JAKARTA, KOMPAS.com - Komisi Kepolisian Nasional (Kompolnas) menekankan agar Polri mengedepankan pendekatan humanis dan tidak lagi berlaku represif dalam menghadapi masyarakat di ruang publik, semisal saat aksi demonstrasi.
Hal itu disampaikan merespons desakan reformasi di tubuh Polri dari pimpinan sampai ke bawahan, imbas aksi represif aparat yang masih terjadi saat menghadapi massa demonstrasi.
"Basisnya adalah pendekatan yang humanis. Kata kuncinya itu. Karena enggak mungkin ruang terbuka dan lain sebagainya dengan pendekatan represif, dengan pendekatan kekerasan," kata Komisioner Kompolnas Choirul Anam kepada Kompas.com, Minggu (7/9/2025).
Baca juga: Ini Respons TNI, Polri, DPR, dan Pemerintah atas Tuntutan 17+8 dari Rakyat
Menurut Anam, perubahan pola masyarakat yang semakin aktif berekspresi perlu segera direspons.
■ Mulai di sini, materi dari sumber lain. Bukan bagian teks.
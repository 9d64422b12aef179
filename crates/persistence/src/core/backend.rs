//! Backend abstraction for storage drivers.
//!
//! This module defines the [`Backend`] trait, which covers the lifecycle side
//! of a storage driver: what it is, how a per-operation resource is obtained
//! and given back, and how it is prepared and probed. Record operations live
//! in [`CaseStorage`](super::storage::CaseStorage).

use std::fmt::Debug;
use std::str::FromStr;

use async_trait::async_trait;

use crate::error::BackendError;

/// Identifies the type of storage backend.
#[derive(Debug, Clone, Copy, PartialEq, Eq, Hash)]
pub enum BackendKind {
    /// Single JSON array in a local file.
    File,
    /// MongoDB (document store).
    MongoDB,
}

impl std::fmt::Display for BackendKind {
    fn fmt(&self, f: &mut std::fmt::Formatter<'_>) -> std::fmt::Result {
        match self {
            BackendKind::File => write!(f, "file"),
            BackendKind::MongoDB => write!(f, "mongodb"),
        }
    }
}

impl FromStr for BackendKind {
    type Err = BackendError;

    fn from_str(s: &str) -> Result<Self, Self::Err> {
        match s.to_ascii_lowercase().as_str() {
            "file" | "json" => Ok(BackendKind::File),
            "mongodb" | "mongo" => Ok(BackendKind::MongoDB),
            other => Err(BackendError::Unavailable {
                backend_name: other.to_string(),
                message: "unknown storage backend (expected 'file' or 'mongodb')".to_string(),
            }),
        }
    }
}

/// A storage backend that owns some scoped resource per operation.
///
/// # Design
///
/// `Connection` is whatever an operation must hold for its duration: a
/// client session for the document store, the write lock for the file
/// store. It is released when dropped, so [`release`](Backend::release) only
/// exists to make the hand-back explicit at call sites that want it.
#[async_trait]
pub trait Backend: Send + Sync + Debug {
    /// The scoped resource held for one operation.
    type Connection: Send;

    /// Returns the kind of backend.
    fn kind(&self) -> BackendKind;

    /// Returns a human-readable name for this backend.
    fn name(&self) -> &'static str;

    /// Acquires the per-operation resource.
    async fn acquire(&self) -> Result<Self::Connection, BackendError>;

    /// Gives the resource back.
    async fn release(&self, conn: Self::Connection) {
        drop(conn);
    }

    /// Checks if the backend is reachable.
    async fn health_check(&self) -> Result<(), BackendError>;

    /// Prepares storage (files, indexes) if needed.
    async fn initialize(&self) -> Result<(), BackendError>;
}
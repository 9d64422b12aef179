//! Case repository.
//!
//! [`CaseRepository`] is the single entry point the HTTP layer uses. It owns
//! identifier assignment and creation stamping; the backend it wraps is
//! chosen once at startup.

use std::sync::Arc;

use serde_json::{Map, Value};
use tracing::{debug, warn};

use crate::core::{CaseStorage, PingStatus, next_case_id};
use crate::error::{ResourceError, StorageResult};
use crate::types::{Case, CaseFilters, CaseQuery, NewCase};

/// Repository over the active storage backend.
#[derive(Clone)]
pub struct CaseRepository {
    storage: Arc<dyn CaseStorage>,
}

impl std::fmt::Debug for CaseRepository {
    fn fmt(&self, f: &mut std::fmt::Formatter<'_>) -> std::fmt::Result {
        f.debug_struct("CaseRepository")
            .field("backend", &self.storage.backend_name())
            .finish()
    }
}

impl CaseRepository {
    pub fn new(storage: Arc<dyn CaseStorage>) -> Self {
        Self { storage }
    }

    /// Returns the wrapped storage.
    pub fn storage(&self) -> &Arc<dyn CaseStorage> {
        &self.storage
    }

    pub fn backend_name(&self) -> &'static str {
        self.storage.backend_name()
    }

    /// Opens a new case from caller-supplied fields.
    ///
    /// The case receives the next sequential identifier, the current local
    /// time and the open state. Identifier generation and the write run as
    /// one storage operation; on backends without a write lock, a collision
    /// with another writer is retried once.
    ///
    /// # Errors
    ///
    /// * `StorageError::Validation` - required fields are absent
    /// * `StorageError::Resource(AlreadyExists)` - the retry also collided
    /// * `StorageError::Backend` - the storage failed
    pub async fn create_case(&self, fields: Map<String, Value>) -> StorageResult<Case> {
        let new_case = NewCase::from_fields(fields)?;

        match self.insert_next(new_case.clone()).await {
            Err(e) if e.is_duplicate_id() => {
                warn!(error = %e, "Case identifier taken concurrently, retrying once");
                self.insert_next(new_case).await
            }
            result => result,
        }
    }

    async fn insert_next(&self, new_case: NewCase) -> StorageResult<Case> {
        let fecha_creacion = chrono::Local::now().to_rfc3339();
        self.storage
            .insert_next(Box::new(move |existing: &[String]| {
                let id_caso = next_case_id(existing.iter().map(String::as_str));
                debug!(%id_caso, id_alarma = ?new_case.get("id_alarma"), "Creating case");
                Case::open(id_caso, new_case, fecha_creacion)
            }))
            .await
    }

    /// Returns the cases matching every non-empty filter.
    pub async fn get_cases(&self, filters: &CaseFilters) -> StorageResult<Vec<Case>> {
        let query = filters.to_query();
        debug!(?query, "Listing cases");
        if query.is_empty() {
            self.storage.list_all().await
        } else {
            self.storage.find(&query).await
        }
    }

    /// Returns the case with the given identifier.
    ///
    /// # Errors
    ///
    /// * `StorageError::Resource(NotFound)` - no case carries `id_caso`
    pub async fn get_case_by_id(&self, id_caso: &str) -> StorageResult<Case> {
        let query = CaseQuery::new().with_field("id_caso", id_caso);
        self.storage
            .find(&query)
            .await?
            .into_iter()
            .next()
            .ok_or_else(|| {
                ResourceError::NotFound {
                    id_caso: id_caso.to_string(),
                }
                .into()
            })
    }

    /// Probes the active backend.
    pub async fn ping(&self) -> PingStatus {
        self.storage.ping().await
    }
}

#[cfg(test)]
mod tests {
    use super::*;
    use async_trait::async_trait;
    use serde_json::json;
    use std::sync::atomic::{AtomicUsize, Ordering};

    use crate::error::StorageError;

    /// In-memory storage that rejects the first `collisions` inserts.
    struct CollidingStorage {
        collisions: usize,
        attempts: AtomicUsize,
    }

    #[async_trait]
    impl CaseStorage for CollidingStorage {
        fn backend_name(&self) -> &'static str {
            "colliding"
        }

        async fn list_all(&self) -> StorageResult<Vec<Case>> {
            Ok(Vec::new())
        }

        async fn find(&self, _query: &CaseQuery) -> StorageResult<Vec<Case>> {
            Ok(Vec::new())
        }

        async fn insert(&self, case: Case) -> StorageResult<Case> {
            let attempt = self.attempts.fetch_add(1, Ordering::SeqCst);
            if attempt < self.collisions {
                return Err(ResourceError::AlreadyExists {
                    id_caso: case.id_caso().to_string(),
                }
                .into());
            }
            Ok(case)
        }

        async fn ping(&self) -> PingStatus {
            PingStatus::connected("memory")
        }
    }

    fn fields() -> Map<String, Value> {
        json!({
            "id_alarma": "AL1",
            "nombre_agente": "a",
            "cedula_agente": "b",
            "nombre_victima": "c",
            "cedula_victima": "d",
            "informe_policial": "e"
        })
        .as_object()
        .cloned()
        .unwrap()
    }

    fn repository(collisions: usize) -> (CaseRepository, Arc<CollidingStorage>) {
        let storage = Arc::new(CollidingStorage {
            collisions,
            attempts: AtomicUsize::new(0),
        });
        (CaseRepository::new(storage.clone()), storage)
    }

    #[tokio::test]
    async fn test_single_collision_is_retried() {
        let (repo, storage) = repository(1);
        let case = repo.create_case(fields()).await.unwrap();
        assert_eq!(case.id_caso(), "CASO-0001");
        assert_eq!(storage.attempts.load(Ordering::SeqCst), 2);
    }

    #[tokio::test]
    async fn test_second_collision_surfaces() {
        let (repo, storage) = repository(2);
        let err = repo.create_case(fields()).await.unwrap_err();
        assert!(err.is_duplicate_id());
        assert_eq!(storage.attempts.load(Ordering::SeqCst), 2);
    }

    #[tokio::test]
    async fn test_validation_is_not_retried() {
        let (repo, storage) = repository(0);
        let err = repo.create_case(Map::new()).await.unwrap_err();
        assert!(matches!(err, StorageError::Validation(_)));
        assert_eq!(storage.attempts.load(Ordering::SeqCst), 0);
    }

    #[tokio::test]
    async fn test_not_found() {
        let (repo, _) = repository(0);
        let err = repo.get_case_by_id("CASO-9999").await.unwrap_err();
        assert!(err.is_not_found());
        assert_eq!(repo.backend_name(), "colliding");
    }
}
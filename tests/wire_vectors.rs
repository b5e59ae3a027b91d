//! Normative wire vectors: these byte sequences are fixed by the wire
//! format and must match exactly, payload and full frame alike.

use mpext::{decode_value, encode_value, ExtensionRegistry, Options, Timestamp, Value};

fn frame(value: &Value) -> Vec<u8> {
    encode_value(value, &ExtensionRegistry::standard(), &Options::new()).unwrap()
}

fn reparse(bytes: &[u8]) -> Value {
    decode_value(bytes, &ExtensionRegistry::standard(), &Options::new()).unwrap()
}

#[test]
fn timestamp_32bit_form() {
    let ts = Timestamp::new((1i64 << 32) - 1, 0).unwrap();
    assert_eq!(ts.encode(), hex::decode("ffffffff").unwrap());

    let bytes = frame(&Value::Timestamp(ts));
    assert_eq!(bytes, hex::decode("d6ffffffffff").unwrap());
    assert_eq!(reparse(&bytes), Value::Timestamp(ts));
}

#[test]
fn timestamp_64bit_form() {
    let ts = Timestamp::new((1i64 << 34) - 1, 999_999_999).unwrap();
    assert_eq!(ts.encode(), hex::decode("ee6b27ffffffffff").unwrap());

    let bytes = frame(&Value::Timestamp(ts));
    assert_eq!(bytes, hex::decode("d7ffee6b27ffffffffff").unwrap());
    assert_eq!(reparse(&bytes), Value::Timestamp(ts));
}

#[test]
fn timestamp_96bit_form() {
    let ts = Timestamp::new(i64::MAX, 999_999_999).unwrap();
    assert_eq!(ts.encode(), hex::decode("3b9ac9ff7fffffffffffffff").unwrap());

    let bytes = frame(&Value::Timestamp(ts));
    assert_eq!(bytes, hex::decode("c70cff3b9ac9ff7fffffffffffffff").unwrap());
    assert_eq!(reparse(&bytes), Value::Timestamp(ts));
}

#[test]
fn timestamp_negative_seconds() {
    let ts = Timestamp::from_unix(-2.3);
    assert_eq!(ts, Timestamp::new(-3, 700_000_000).unwrap());
    assert_eq!(ts.encode(), hex::decode("29b92700fffffffffffffffd").unwrap());

    let bytes = frame(&Value::Timestamp(ts));
    assert_eq!(reparse(&bytes), Value::Timestamp(ts));
}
Aturan main kepolisian di lapangan, kata dia, harus lebih profesional, terukur, dan tetap menjunjung prinsip-prinsip kemanusiaan.
“Pola perubahan masyarakat inilah yang harus segera direspons dengan mempertajam berbagai aturan agar pelaksanaan di lapangan itu semakin humanis, semakin profesional dan terukur. Kalau tidak ya susah," ujar Anam.
Anam menegaskan, pembenahan tidak hanya menjadi tanggung jawab Polri, melainkan juga masyarakat dan elite politik.
Baca juga: Respons 17+8 Tutuntan Rakyat, Karopenmas: Polri Tidak Anti-kritik
Masyarakat didorong menjaga ruang publik dengan mengekspresikan pendapat secara damai. Sementara itu, elite kekuasaan diminta terbuka terhadap kritik.
“Di elite kekuasaan ya harus terbuka terhadap berbagai masukan kritikan dan sebagainya, di ruang masyarakat gunakan hak Anda untuk kebebasan berekspresi dan berpendapat dengan cara yang damai. Di ruang aparat kepolisian bertindaklah secara humanis dan profesional. Itu kuncinya. Nah semua pihak ya berbenah diri," tutur Anam.
Anam juga menyoroti praktik aparat kepolisian di lapangan yang dinilai perlu diperbaiki.
Ia mencontohkan, perlakuan tidak pantas terhadap warga yang diamankan, seperti dipaksa melepas pakaian yang tidak boleh lagi terjadi.
Baca juga: Respons Polri Setelah TNI Kuliti Informasi Keliru soal Tentara Provokator
“Ketika situasi menghadapi chaotic seperti beberapa hari kemarin ya tetap polisi harus berpegang teguh pada SOP, prinsip humanis. Salah satu yang penting misalnya ya menahan diri, ya enggak bisa misalnya di beberapa wilayah, misalnya, diamankan terus disuruh telanjang dada gitu, itu enggak bisa, itu enggak boleh," tegas Anam.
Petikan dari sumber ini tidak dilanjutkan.